Before going through this tutorial take a look at the overview section to get an understanding of the structure of the tutorial.

K-Means is a powerful and easily understood clustering algorithm. The aim of the algorithm is to divide a given set of points into `K` partitions. `K` needs to be specified by the user. In order to understand K-Means, first, you need to understand the proceeding concepts and their meanings.

• `Centroids`: Centroids can be defined as the center of each cluster. If we are performing clustering with k=3, we will have 3 centroids. To perform K-Means clustering, the users need to provide an initial set of centroids.
• `Distance`: In order to group data points as close together or as far-apart, we need to define a distance between two given data points.

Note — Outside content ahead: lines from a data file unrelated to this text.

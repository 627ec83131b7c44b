//! Plain-text rendering of board and tree views.
use chrono::NaiveDateTime;
use docflow_core::{
    CheckState, PhaseSummary, PipelineKind, RunView, StepView, TreeRow, TreeView, WorkflowPhase,
};

pub fn timestamped(line: &str, at: NaiveDateTime) -> String {
    format!("{} {}", at.format("%H:%M:%S"), line)
}

pub fn run_lines(run: &RunView) -> Vec<String> {
    let kind = match run.kind {
        PipelineKind::ScanAndIndex => "scan & index",
        PipelineKind::Analyze => "analysis",
    };
    let mut lines = vec![format!(
        "Project {} {} (run {}): {:?}, {:.0}%",
        run.project_id,
        kind,
        run.run_id,
        run.outcome,
        run.progress * 100.0
    )];
    lines.extend(run.steps.iter().map(|step| format!("  {}", step_line(step))));
    lines
}

pub fn step_line(step: &StepView) -> String {
    match &step.state {
        WorkflowPhase::Idle => format!("[ ] {}", step.label),
        WorkflowPhase::Running(_, detail) => {
            let mut line = format!("[>] {}", step.label);
            if let Some(item) = &detail.current_item {
                line.push_str(&format!(": {item}"));
                if let Some(sub) = &detail.sub_item {
                    line.push_str(&format!(" ({sub})"));
                }
            } else if !detail.message.is_empty() {
                line.push_str(&format!(": {}", detail.message));
            }
            if let Some(total) = detail.total_items {
                line.push_str(&format!(" [{}/{}]", detail.current_index, total));
            }
            if detail.failed > 0 {
                line.push_str(&format!(", {} failed", detail.failed));
            }
            line
        }
        WorkflowPhase::Complete(summary) => {
            format!("[x] {}: {}", step.label, summary_text(summary))
        }
        WorkflowPhase::Failed(error) => format!("[!] {}: {}", step.label, error.message),
        WorkflowPhase::Cancelled => format!("[-] {}: cancelled", step.label),
    }
}

pub fn summary_text(summary: &PhaseSummary) -> String {
    match summary {
        PhaseSummary::Scan(scan) => {
            let mut text = format!(
                "{} found, {} added, {} updated, {} removed",
                scan.files_found, scan.files_added, scan.files_updated, scan.files_removed
            );
            if scan.failed > 0 {
                text.push_str(&format!(", {} failed", scan.failed));
            }
            text
        }
        PhaseSummary::Index(index) if index.failed == 0 => format!(
            "{} files indexed, {} chunks",
            index.files_indexed, index.chunks_created
        ),
        PhaseSummary::Index(index) => format!(
            "{} files indexed, {} chunks, {} errors",
            index.files_indexed,
            index.chunks_created,
            index.failed
        ),
        PhaseSummary::Analysis(analysis) => format!(
            "{}/{} analyzed, {} failed",
            analysis.completed, analysis.total, analysis.failed
        ),
        PhaseSummary::Items { completed, failed } => {
            format!("{completed} done, {failed} failed")
        }
        PhaseSummary::Skipped => "skipped".to_string(),
    }
}

pub fn tree_lines(view: &TreeView) -> Vec<String> {
    match view {
        TreeView::Nested(rows) => rows.iter().map(tree_row).collect(),
        TreeView::Flat(hits) => hits
            .iter()
            .map(|hit| {
                format!(
                    "{} {} ({})",
                    check_mark(hit.selected),
                    hit.path,
                    format_size(hit.size)
                )
            })
            .collect(),
    }
}

fn tree_row(row: &TreeRow) -> String {
    match row {
        TreeRow::Folder {
            name,
            depth,
            expanded,
            rollup,
            ..
        } => {
            let mark = match rollup.check_state() {
                CheckState::Unchecked => "[ ]",
                CheckState::Mixed => "[~]",
                CheckState::Checked => "[x]",
            };
            let arrow = if *expanded { 'v' } else { '>' };
            format!(
                "{}{} {} {}/ ({}/{})",
                indent(*depth),
                arrow,
                mark,
                name,
                rollup.selected,
                rollup.total
            )
        }
        TreeRow::File {
            name,
            depth,
            size,
            selected,
            ..
        } => format!(
            "{}  {} {} ({})",
            indent(*depth),
            check_mark(*selected),
            name,
            format_size(*size)
        ),
    }
}

fn indent(depth: usize) -> String {
    "  ".repeat(depth)
}

fn check_mark(selected: bool) -> &'static str {
    if selected {
        "[x]"
    } else {
        "[ ]"
    }
}

pub fn format_size(bytes: u64) -> String {
    const KB: f64 = 1024.0;
    let value = bytes as f64;
    if value < KB {
        format!("{bytes} B")
    } else if value < KB * KB {
        format!("{:.1} KB", value / KB)
    } else {
        format!("{:.1} MB", value / (KB * KB))
    }
}
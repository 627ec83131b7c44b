use thiserror::Error;

use crate::{DocumentId, ResultId};

/// A user action refused before anything is sent to the server.
#[derive(Debug, Clone, PartialEq, Eq, Error)]
pub enum ValidationError {
    #[error("select at least one document first")]
    NoDocumentsSelected,
    #[error("document {document} has no specifications selected")]
    NoSpecsSelected { document: DocumentId },
    #[error("select at least one specification to refine result {result_id}")]
    NoSpecsForRefine { result_id: ResultId },
    #[error("document {0} is not part of this analysis")]
    UnknownDocument(DocumentId),
    #[error("a request is already in flight")]
    RequestInFlight,
    #[error("this step is not available right now")]
    WrongStep,
}
use crate::{Board, Effect, Msg};

/// Pure update function: applies a message to the board and returns any effects.
pub fn update(mut board: Board, msg: Msg) -> (Board, Vec<Effect>) {
    let effects = match msg {
        Msg::StartPipeline { project_id, input } => {
            // Validation failures never touch a running workflow.
            if let Err(err) = input.validate() {
                board.reject(project_id, err);
                return (board, Vec::new());
            }
            board.start_run(project_id, input)
        }
        Msg::PhaseEvent {
            run_id,
            phase_index,
            event,
        } => board.apply_phase_event(run_id, phase_index, &event),
        Msg::CancelClicked { project_id } => board
            .cancel_run(project_id)
            .map(|run_id| vec![Effect::CloseStream { run_id }])
            .unwrap_or_default(),
        Msg::ViewClosed { project_id } => board
            .discard_run(project_id)
            .map(|run_id| vec![Effect::CloseStream { run_id }])
            .unwrap_or_default(),
        Msg::RefineRequested(request) => {
            if board.begin_refine(&request) {
                vec![Effect::Refine(request)]
            } else {
                Vec::new()
            }
        }
        Msg::RefineSettled { result_id, outcome } => board.settle_refine(result_id, outcome),
        Msg::NoOp => Vec::new(),
    };

    (board, effects)
}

In K-Means, clustering distance is normally calculated as the Euclidean Distance between two data points.

The K-Means algorithm simply repeats the following set of steps until there is no change in the partition assignments. In that, it has clarified which data point is assigned to which partition.

1. Choose K points as the initial set of centroids.

2. Assign each data point in the dataset to the closest centroid (this is done by calculating the distance between the data point and each centroid).

3. Calculate the new centroids based on the clusters that were generated in step 2. Normally this is done by calculating the mean of each cluster.

4. Repeat step 2 and 3 until data points do not change cluster assignments, which means that their centroids are set.

## PARALLEL DESIGN

• What are the models? What kind of data structure is applicable?

Centroids of the clusters are models in vanilla k-means. It has a vector structure as a double array.

• What are the characteristics of the data dependency in model update computation, can updates run concurrently?

In the core model update computation, each data point should access all the model, compute distance with each centroid, find the nearest one and partially update the model. The true update only occurs when all data points finish their search.

• Which kind of parallelism scheme is suitable, data parallelism or model parallelism?

Data parallelism can be used, i.e., calculating different data points in parallel.

For model parallelism, there are two different solutions.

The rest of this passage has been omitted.